* **Task to carry out**
Could you give every record again, exactly as it reads?

====================

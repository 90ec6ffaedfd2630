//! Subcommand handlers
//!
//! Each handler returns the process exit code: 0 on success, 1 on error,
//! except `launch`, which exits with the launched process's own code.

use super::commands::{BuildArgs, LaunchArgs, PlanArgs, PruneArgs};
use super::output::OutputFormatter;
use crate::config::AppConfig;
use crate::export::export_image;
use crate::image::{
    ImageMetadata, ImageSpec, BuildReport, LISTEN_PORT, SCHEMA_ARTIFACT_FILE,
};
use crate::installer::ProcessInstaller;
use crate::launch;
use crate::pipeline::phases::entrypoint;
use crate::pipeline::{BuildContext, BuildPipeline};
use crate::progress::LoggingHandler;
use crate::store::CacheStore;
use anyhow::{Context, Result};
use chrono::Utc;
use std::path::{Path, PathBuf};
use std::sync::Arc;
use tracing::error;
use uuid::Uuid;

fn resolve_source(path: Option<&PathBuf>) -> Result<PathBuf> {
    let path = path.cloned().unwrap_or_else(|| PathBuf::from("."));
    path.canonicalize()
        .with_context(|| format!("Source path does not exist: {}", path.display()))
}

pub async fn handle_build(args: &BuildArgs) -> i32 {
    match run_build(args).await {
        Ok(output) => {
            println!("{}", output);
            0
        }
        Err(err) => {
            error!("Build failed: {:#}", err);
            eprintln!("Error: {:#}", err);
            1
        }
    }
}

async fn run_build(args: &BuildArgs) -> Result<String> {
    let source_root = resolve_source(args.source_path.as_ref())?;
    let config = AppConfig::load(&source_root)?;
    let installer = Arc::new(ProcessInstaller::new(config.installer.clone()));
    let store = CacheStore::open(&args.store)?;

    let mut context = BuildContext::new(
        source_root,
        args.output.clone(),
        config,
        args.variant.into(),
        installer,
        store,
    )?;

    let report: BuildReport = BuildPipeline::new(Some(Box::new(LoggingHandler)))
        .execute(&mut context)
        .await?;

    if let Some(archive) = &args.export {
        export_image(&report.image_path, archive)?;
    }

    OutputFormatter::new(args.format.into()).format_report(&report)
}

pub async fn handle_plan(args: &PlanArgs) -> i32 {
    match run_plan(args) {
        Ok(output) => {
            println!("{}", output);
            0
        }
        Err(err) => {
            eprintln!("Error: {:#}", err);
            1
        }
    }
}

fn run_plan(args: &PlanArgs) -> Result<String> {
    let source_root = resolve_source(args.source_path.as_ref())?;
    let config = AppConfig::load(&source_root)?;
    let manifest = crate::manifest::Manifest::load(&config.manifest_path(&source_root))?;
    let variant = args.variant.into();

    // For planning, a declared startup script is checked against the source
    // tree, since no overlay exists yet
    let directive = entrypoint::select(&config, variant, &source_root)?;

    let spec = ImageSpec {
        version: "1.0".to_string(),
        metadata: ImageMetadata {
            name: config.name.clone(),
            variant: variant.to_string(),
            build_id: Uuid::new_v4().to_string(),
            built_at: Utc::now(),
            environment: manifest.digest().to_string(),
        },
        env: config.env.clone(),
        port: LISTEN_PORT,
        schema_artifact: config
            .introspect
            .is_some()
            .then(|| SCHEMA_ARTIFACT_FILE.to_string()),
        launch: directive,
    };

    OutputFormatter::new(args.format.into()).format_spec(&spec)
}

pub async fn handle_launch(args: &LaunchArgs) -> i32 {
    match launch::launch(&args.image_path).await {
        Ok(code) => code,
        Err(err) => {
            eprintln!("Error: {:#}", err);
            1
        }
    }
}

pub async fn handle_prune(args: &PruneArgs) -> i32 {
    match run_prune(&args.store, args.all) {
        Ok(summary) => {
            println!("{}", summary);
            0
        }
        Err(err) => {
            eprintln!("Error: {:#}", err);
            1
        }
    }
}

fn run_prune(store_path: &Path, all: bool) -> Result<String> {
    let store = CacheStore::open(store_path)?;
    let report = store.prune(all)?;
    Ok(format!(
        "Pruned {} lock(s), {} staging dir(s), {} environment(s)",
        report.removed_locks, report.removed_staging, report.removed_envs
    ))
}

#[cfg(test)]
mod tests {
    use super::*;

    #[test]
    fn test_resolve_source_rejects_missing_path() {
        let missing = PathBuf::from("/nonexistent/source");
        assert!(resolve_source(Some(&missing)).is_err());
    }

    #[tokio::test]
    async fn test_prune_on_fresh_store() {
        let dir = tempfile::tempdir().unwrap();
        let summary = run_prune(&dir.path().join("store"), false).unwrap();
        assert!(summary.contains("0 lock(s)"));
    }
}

====================

* **Response below**
repository 90ec6ffaedfd2630
//! Subcommand handlers
//!
//! Each handler returns the process exit code: 0 on success, 1 on error,
//! except `launch`, which exits with the launched process's own code.

use super::commands::{BuildArgs, LaunchArgs, PlanArgs, PruneArgs};
use super::output::OutputFormatter;
use crate::config::AppConfig;
use crate::export::export_image;
use crate::image::{
    ImageMetadata, ImageSpec, BuildReport, LISTEN_PORT, SCHEMA_ARTIFACT_FILE,
};
use crate::installer::ProcessInstaller;
use crate::launch;
use crate::pipeline::phases::entrypoint;
use crate::pipeline::{BuildContext, BuildPipeline};
use crate::progress::LoggingHandler;
use crate::store::CacheStore;
use anyhow::{Context, Result};
use chrono::Utc;
use std::path::{Path, PathBuf};
use std::sync::Arc;
use tracing::error;
use uuid::Uuid;

fn resolve_source(path: Option<&PathBuf>) -> Result<PathBuf> {
    let path = path.cloned().unwrap_or_else(|| PathBuf::from("."));
    path.canonicalize()
        .with_context(|| format!("Source path does not exist: {}", path.display()))
}

pub async fn handle_build(args: &BuildArgs) -> i32 {
    match run_build(args).await {
        Ok(output) => {
            println!("{}", output);
            0
        }
        Err(err) => {
            error!("Build failed: {:#}", err);
            eprintln!("Error: {:#}", err);
            1
        }
    }
}

async fn run_build(args: &BuildArgs) -> Result<String> {
    let source_root = resolve_source(args.source_path.as_ref())?;
    let config = AppConfig::load(&source_root)?;
    let installer = Arc::new(ProcessInstaller::new(config.installer.clone()));
    let store = CacheStore::open(&args.store)?;

    let mut context = BuildContext::new(
        source_root,
        args.output.clone(),
        config,
        args.variant.into(),
        installer,
        store,
    )?;

    let report: BuildReport = BuildPipeline::new(Some(Box::new(LoggingHandler)))
        .execute(&mut context)
        .await?;

    if let Some(archive) = &args.export {
        export_image(&report.image_path, archive)?;
    }

    OutputFormatter::new(args.format.into()).format_report(&report)
}

pub async fn handle_plan(args: &PlanArgs) -> i32 {
    match run_plan(args) {
        Ok(output) => {
            println!("{}", output);
            0
        }
        Err(err) => {
            eprintln!("Error: {:#}", err);
            1
        }
    }
}

fn run_plan(args: &PlanArgs) -> Result<String> {
    let source_root = resolve_source(args.source_path.as_ref())?;
    let config = AppConfig::load(&source_root)?;
    let manifest = crate::manifest::Manifest::load(&config.manifest_path(&source_root))?;
    let variant = args.variant.into();

    // For planning, a declared startup script is checked against the source
    // tree, since no overlay exists yet
    let directive = entrypoint::select(&config, variant, &source_root)?;

    let spec = ImageSpec {
        version: "1.0".to_string(),
        metadata: ImageMetadata {
            name: config.name.clone(),
            variant: variant.to_string(),
            build_id: Uuid::new_v4().to_string(),
            built_at: Utc::now(),
            environment: manifest.digest().to_string(),
        },
        env: config.env.clone(),
        port: LISTEN_PORT,
        schema_artifact: config
            .introspect
            .is_some()
            .then(|| SCHEMA_ARTIFACT_FILE.to_string()),
        launch: directive,
    };

    OutputFormatter::new(args.format.into()).format_spec(&spec)
}

pub async fn handle_launch(args: &LaunchArgs) -> i32 {
    match launch::launch(&args.image_path).await {
        Ok(code) => code,
        Err(err) => {
            eprintln!("Error: {:#}", err);
            1
        }
    }
}

pub async fn handle_prune(args: &PruneArgs) -> i32 {
    match run_prune(&args.store, args.all) {
        Ok(summary) => {
            println!("{}", summary);
            0
        }
        Err(err) => {
            eprintln!("Error: {:#}", err);
            1
        }
    }
}

fn run_prune(store_path: &Path, all: bool) -> Result<String> {
    let store = CacheStore::open(store_path)?;
    let report = store.prune(all)?;
    Ok(format!(
        "Pruned {} lock(s), {} staging dir(s), {} environment(s)",
        report.removed_locks, report.removed_staging, report.removed_envs
    ))
}

#[cfg(test)]
mod tests {
    use super::*;

    #[test]
    fn test_resolve_source_rejects_missing_path() {
        let missing = PathBuf::from("/nonexistent/source");
        assert!(resolve_source(Some(&missing)).is_err());
    }

    #[tokio::test]
    async fn test_prune_on_fresh_store() {
        let dir = tempfile::tempdir().unwrap();
        let summary = run_prune(&dir.path().join("store"), false).unwrap();
        assert!(summary.contains("0 lock(s)"));
    }
}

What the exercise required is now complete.